As a brief explanation, I've been rather vexed while working with some .net code over the last few weeks while attempting to read data from a disc. The program, in the simplest terms uses itextsharp to check the page counts for PDF files (if that matters). The read speed from the the CD drive has been wildly inconsistent, even attempting to use the same code/disc to read from etc. with repeated testing. Then I had a bit of a Eureka moment. At least enough of one to come ask some people much more informed than I am.

It seems that the first time enumerating through the files on the disc takes much, much longer than subsequent iterations. I then realized my disc drive light would light up when I was reading through the data on the disc the first time, but it wouldn't light up on subsequent runs through that same data (re-running the program to look at the same files, basically). Not so coincidentally, those later read times are way, way faster. On the off chance my program was somehow storing this data, I fully closed down Visual Studio, checked task manager for processes etc. and re-opened VS. The results seem to be the same. Open the disc drive and re-insert the disc? The process resets (first time slow, etc.)
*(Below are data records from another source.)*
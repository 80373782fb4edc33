//! Operations for model-based testing.
//!
//! Operations represent every user action plus the passage of network time.
//! They are generated randomly (by proptest or from a seed) and applied to a
//! [`crate::SimWorld`]. Targets are small slots resolved against live state
//! when the operation is applied, so every generated sequence is meaningful.

use arbitrary::{Arbitrary, Unstructured};
use petboard_proto::{ListKind, SortBy, SortDir};
use rand::{Rng, SeedableRng};
use rand_chacha::ChaCha8Rng;

/// Index into live state (posts on the server, comments on screen), taken
/// modulo the number of candidates.
pub type Slot = u8;

/// List surface.
#[derive(Debug, Clone, Copy, PartialEq, Eq, Arbitrary)]
pub enum ModelList {
    /// Every post.
    All,
    /// The viewer's posts.
    Mine,
    /// Featured posts.
    Featured,
}

impl From<ModelList> for ListKind {
    fn from(list: ModelList) -> Self {
        match list {
            ModelList::All => ListKind::All,
            ModelList::Mine => ListKind::Mine,
            ModelList::Featured => ListKind::Featured,
        }
    }
}

/// Sort choice offered by the list UI.
#[derive(Debug, Clone, Copy, PartialEq, Eq, Arbitrary)]
pub enum ModelSort {
    /// Newest first.
    Newest,
    /// Oldest first.
    Oldest,
    /// Most liked first.
    MostLiked,
    /// Most discussed first.
    MostDiscussed,
}

impl ModelSort {
    /// Sort key and direction.
    pub fn params(self) -> (SortBy, SortDir) {
        match self {
            Self::Newest => (SortBy::CreatedAt, SortDir::Desc),
            Self::Oldest => (SortBy::CreatedAt, SortDir::Asc),
            Self::MostLiked => (SortBy::LikesCount, SortDir::Desc),
            Self::MostDiscussed => (SortBy::CommentsCount, SortDir::Desc),
        }
    }
}

/// Search input, drawn from a vocabulary that matches some fixture posts.
#[derive(Debug, Clone, Copy, PartialEq, Eq, Arbitrary)]
pub enum ModelTerm {
    /// Empty input (clears the filter).
    Clear,
    /// Matches dog posts.
    Dog,
    /// Matches cat posts.
    Cat,
    /// Matches nothing.
    Nothing,
}

impl ModelTerm {
    /// Text typed into the search box.
    pub fn as_str(self) -> &'static str {
        match self {
            Self::Clear => "",
            Self::Dog => "dog",
            Self::Cat => "cat",
            Self::Nothing => "zebra",
        }
    }
}

/// Operations that can be applied to the system.
#[derive(Debug, Clone, PartialEq, Eq, Arbitrary)]
pub enum Operation {
    /// Reload a list's current target.
    LoadList {
        /// List to reload.
        list: ModelList,
    },

    /// Move a list to another page. Out-of-range pages are ignored.
    SetPage {
        /// Target list.
        list: ModelList,
        /// Requested page (taken modulo 4).
        page: u8,
    },

    /// Change a list's sort.
    SetSort {
        /// Target list.
        list: ModelList,
        /// New sort.
        sort: ModelSort,
    },

    /// Change a list's free-text search.
    Search {
        /// Target list.
        list: ModelList,
        /// Search input.
        term: ModelTerm,
    },

    /// Change a list's tag search.
    SearchTags {
        /// Target list.
        list: ModelList,
        /// Tag input.
        term: ModelTerm,
    },

    /// Focus the detail view on a server post.
    OpenForum {
        /// Post to open.
        slot: Slot,
    },

    /// Leave the detail view.
    CloseForum,

    /// Show another comment page (taken modulo 3).
    LoadComments {
        /// Requested page.
        page: u8,
    },

    /// Toggle the viewer's like on the focused post.
    ToggleLike,

    /// Comment on the focused post, or reply to a comment on screen.
    AddComment {
        /// Comment to reply to. `None` for a top-level comment.
        reply_to: Option<Slot>,
    },

    /// Edit a comment on screen.
    EditComment {
        /// Comment to edit.
        slot: Slot,
    },

    /// Delete a comment on screen.
    DeleteComment {
        /// Comment to delete.
        slot: Slot,
    },

    /// Publish a new post.
    CreateForum {
        /// Tags of the new post.
        tags: ModelTerm,
    },

    /// Edit a server post.
    UpdateForum {
        /// Post to edit.
        slot: Slot,
    },

    /// Delete a server post.
    DeleteForum {
        /// Post to delete.
        slot: Slot,
    },

    /// Sign the viewer out.
    SignOut,

    /// Sign the viewer back in.
    SignIn,

    /// Deliver one completed request.
    Step,

    /// Deliver every outstanding request.
    Settle,
}

impl Operation {
    /// Deterministic sequence of up to `len` operations derived from `seed`.
    pub fn random_sequence(seed: u64, len: usize) -> Vec<Operation> {
        let mut rng = ChaCha8Rng::seed_from_u64(seed);
        let mut bytes = vec![0u8; len * 8];
        rng.fill(bytes.as_mut_slice());

        let mut input = Unstructured::new(&bytes);
        (0..len).map_while(|_| Operation::arbitrary(&mut input).ok()).collect()
    }
}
My assumption here has to be some mechanic in Windows? that temporarily stores disc data "somewhere" and when you call on that data again, it uses the data it's stored "somewhere" instead of reading from the disc. It certainly makes sense from a layman's point of view when you start considering how much faster it is to read information from the average HDD vs a CD. I'm guessing this is common knowledge sort of stuff in certain circles, but I honestly don't use physical media all that much in this sort of context. It's usually more of a "copy it locally then do stuff" sort of process.

So my question would be "is that a thing?" or is there some other sort of madness going on someone might identify? And if I'm not far off the mark with my guess, is there a way I can use this "caching" feature more efficiently? e.g. Force it to temporarily cache the disc or something before I try to read from it? Or really any other sort of "best practice" sort of ideas anybody might come up with. Let me know if there's any additional information I can provide.


Solution

  • Sure, optical drives are no different from hard disks, they just have much slower seek times. For both, the file system cache is absolutely crucial, it keeps a copy of the data that was previously read from the drive. Windows dedicates a pretty large amount of RAM to this cache, an easy gigabyte on modern machines with enough RAM. Also the core reason that on a 32-bit operating system, half of the entire address space is dedicated to the operating system.

    So inevitably, the first access to the drive is going to be slow, the cache cannot possibly have the data available yet and the app must wait until it is read from the disk. This operates at mechanical time instead of electronic time, you can hear it for an optical drive. Optical discs are CLV - constant linear velocity. The closer the track to the center of the disc, the faster the disc must spin. Great for packing density, very lousy for seek times. De/accelerating the disc can make quite a clatter. Hard drives are not that quiet either. This takes many milliseconds. Subsequent accesses are very fast, just a memory-to-memory copy from the file system cache data, it operates at memory bus speeds. 5 GB/sec and up, about a microsecond constant overhead.